A primeira longa-metragem de Ena Sendijarević é um road movie de várias temáticas, mas pouco deslumbrante.

Take Me Somewhere Nice é um filme sobre a confusão da adolescência, vista a partir de uma adolescente que se resolve a visitar o pai internado num hospital. Ena Sendijarević, que aqui assina a sua primeira longa-metragem, faz dessa viagem uma espécie de road movie pelos Balcãs onde tudo parece absurdo e disparatado, à boleia de uma narrativa que se deixa embalar por um aborrecimento muito propositado que tem tanto de “político”, como de “sociológico”.
Alma, a jovem adolescente que é o centro à volta do qual tudo se revolve (e bem que se pode dizer que é, para bem e para o mal, a grande razão de ser do filme), olha para os “outros” com uma desconfiança calculada, pouco impressionada pelas possibilidades do mundo que lhe aparece à frente. Sendijarević faz da narrativa um emaranhado de temas-chave que acabam por perder alguma força, não só pela previsibilidade denunciada num filme que tem a adolescência como pano de fundo (a questão da sexualidade, dos laços amorosos, e por aí fora), mas sobretudo pela ambição algo desmesurada em querer comentar tudo a toda hora – eis uma característica recorrente de primeiras obras.

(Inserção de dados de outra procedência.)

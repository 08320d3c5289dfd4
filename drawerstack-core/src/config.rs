//! Drawer controller configuration: breakpoints, durations, gesture
//! thresholds, pool sizing.
//!
//! Stored as TOML. Every section is optional; missing keys fall back to the
//! compatibility defaults, so an empty file is a valid config.

use serde::{Deserialize, Serialize};
use std::path::Path;
use std::time::Duration;

use crate::domain::SizeToken;
use crate::error::DrawerError;

/// Complete controller configuration.
#[derive(Debug, Clone, Default, PartialEq, Serialize, Deserialize)]
#[serde(default)]
pub struct DrawerConfig {
    pub presentation: PresentationConfig,
    pub animation: AnimationConfig,
    pub gesture: GestureConfig,
    pub pool: PoolConfig,
    pub mount: MountConfig,
}

/// Viewport breakpoint and side-panel widths.
#[derive(Debug, Clone, PartialEq, Serialize, Deserialize)]
#[serde(default)]
pub struct PresentationConfig {
    /// Viewports narrower than this get the bottom sheet.
    pub breakpoint_px: u32,
    /// Width used when a drawer is opened with `auto` and no size.
    pub default_size: SizeToken,
    pub sizes: SizeTable,
}

impl Default for PresentationConfig {
    fn default() -> Self {
        Self {
            breakpoint_px: 768,
            default_size: SizeToken::Md,
            sizes: SizeTable::default(),
        }
    }
}

/// Pixel widths per size token. `full` is always the viewport width.
#[derive(Debug, Clone, Copy, PartialEq, Eq, Serialize, Deserialize)]
#[serde(default)]
pub struct SizeTable {
    pub sm: u32,
    pub md: u32,
    pub lg: u32,
    pub xl: u32,
}

impl Default for SizeTable {
    fn default() -> Self {
        Self {
            sm: 320,
            md: 420,
            lg: 560,
            xl: 720,
        }
    }
}

impl SizeTable {
    /// Fixed width for a token, `None` for `full`.
    pub fn width_for(&self, token: SizeToken) -> Option<u32> {
        match token {
            SizeToken::Sm => Some(self.sm),
            SizeToken::Md => Some(self.md),
            SizeToken::Lg => Some(self.lg),
            SizeToken::Xl => Some(self.xl),
            SizeToken::Full => None,
        }
    }
}

/// Transition timings.
#[derive(Debug, Clone, PartialEq, Serialize, Deserialize)]
#[serde(default)]
pub struct AnimationConfig {
    pub enter_ms: u64,
    pub exit_ms: u64,
    pub snap_back_ms: u64,
    /// Stiffness of the critically damped spring easing. Higher settles faster.
    pub spring_stiffness: f64,
}

impl Default for AnimationConfig {
    fn default() -> Self {
        Self {
            enter_ms: 300,
            exit_ms: 250,
            snap_back_ms: 200,
            spring_stiffness: 8.0,
        }
    }
}

impl AnimationConfig {
    pub fn enter_duration(&self) -> Duration {
        Duration::from_millis(self.enter_ms)
    }

    pub fn exit_duration(&self) -> Duration {
        Duration::from_millis(self.exit_ms)
    }

    pub fn snap_back_duration(&self) -> Duration {
        Duration::from_millis(self.snap_back_ms)
    }
}

/// Swipe-to-dismiss policy and drag sampling.
#[derive(Debug, Clone, PartialEq, Serialize, Deserialize)]
#[serde(default)]
pub struct GestureConfig {
    /// A release past this offset always dismisses.
    pub dismiss_offset_px: f64,
    /// A fast flick may dismiss from this shorter offset...
    pub flick_offset_px: f64,
    /// ...when released faster than this.
    pub flick_velocity_px_per_sec: f64,
    /// Velocity is measured over samples no older than this, relative to the newest.
    pub velocity_window_ms: u64,
    pub max_samples: usize,
    /// Fraction of downward pointer travel applied to the sheet.
    pub drag_elasticity: f64,
}

impl Default for GestureConfig {
    fn default() -> Self {
        Self {
            dismiss_offset_px: 100.0,
            flick_offset_px: 50.0,
            flick_velocity_px_per_sec: 500.0,
            velocity_window_ms: 100,
            max_samples: 16,
            drag_elasticity: 0.7,
        }
    }
}

/// Hidden pool sizing for keep-state-on-close entries.
#[derive(Debug, Clone, PartialEq, Eq, Serialize, Deserialize)]
#[serde(default)]
pub struct PoolConfig {
    /// Retained entries beyond this count evict the least recently closed one.
    pub hidden_capacity: usize,
    /// Most recent transition records kept in the audit trail.
    pub audit_capacity: usize,
}

impl Default for PoolConfig {
    fn default() -> Self {
        Self {
            hidden_capacity: 8,
            audit_capacity: 256,
        }
    }
}

/// Z-ordering of mounted shells.
#[derive(Debug, Clone, PartialEq, Eq, Serialize, Deserialize)]
#[serde(default)]
pub struct MountConfig {
    pub z_index_base: u32,
    pub z_index_step: u32,
}

impl Default for MountConfig {
    fn default() -> Self {
        Self {
            z_index_base: 1000,
            z_index_step: 10,
        }
    }
}

impl DrawerConfig {
    /// Load a config from a TOML file and validate it.
    pub fn load(path: &Path) -> Result<Self, DrawerError> {
        let content = std::fs::read_to_string(path).map_err(|source| DrawerError::ConfigRead {
            path: path.to_path_buf(),
            source,
        })?;
        Self::from_toml(&content)
    }

    /// Parse a config from a TOML string and validate it.
    pub fn from_toml(content: &str) -> Result<Self, DrawerError> {
        let config: DrawerConfig = toml::from_str(content)?;
        config.validate()?;
        Ok(config)
    }

    /// Serialize the config to TOML.
    pub fn to_toml(&self) -> Result<String, DrawerError> {
        toml::to_string_pretty(self).map_err(|e| DrawerError::InvalidConfig(e.to_string()))
    }

    /// Reject values the controller cannot work with.
    pub fn validate(&self) -> Result<(), DrawerError> {
        let invalid = |msg: &str| Err(DrawerError::InvalidConfig(msg.to_string()));

        if self.presentation.breakpoint_px == 0 {
            return invalid("presentation.breakpoint_px must be > 0");
        }
        let sizes = self.presentation.sizes;
        if sizes.sm == 0 || sizes.md == 0 || sizes.lg == 0 || sizes.xl == 0 {
            return invalid("presentation.sizes must all be > 0");
        }

        let g = &self.gesture;
        let thresholds = [g.dismiss_offset_px, g.flick_offset_px, g.flick_velocity_px_per_sec];
        if thresholds.iter().any(|v| !v.is_finite() || *v < 0.0) {
            return invalid("gesture thresholds must be finite and non-negative");
        }
        if g.flick_offset_px > g.dismiss_offset_px {
            return invalid("gesture.flick_offset_px must not exceed gesture.dismiss_offset_px");
        }
        if g.max_samples < 2 {
            return invalid("gesture.max_samples must be >= 2");
        }
        if !g.drag_elasticity.is_finite() || g.drag_elasticity <= 0.0 || g.drag_elasticity > 1.0 {
            return invalid("gesture.drag_elasticity must be in (0, 1]");
        }

        let a = &self.animation;
        if !a.spring_stiffness.is_finite() || a.spring_stiffness <= 0.0 {
            return invalid("animation.spring_stiffness must be > 0");
        }

        if self.pool.hidden_capacity == 0 {
            return invalid("pool.hidden_capacity must be > 0");
        }
        if self.pool.audit_capacity == 0 {
            return invalid("pool.audit_capacity must be > 0");
        }
        if self.mount.z_index_step == 0 {
            return invalid("mount.z_index_step must be > 0");
        }
        Ok(())
    }
}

Mas é verdade que este Take Me Somewhere Nice tem a sua graça enquanto exercício de “deslocação” (Alma tem raízes na Bósnia, onde o pai se encontra internado, mas vive na Holanda com a mãe), em particular pela forma como pega no “absurdo” enquanto dispositivo de “desorganização do real”: tudo parece falso e maquinal, e se isso não chega para fazer de Take Me Somewhere Nice um filme deslumbrante, também já não é pouco.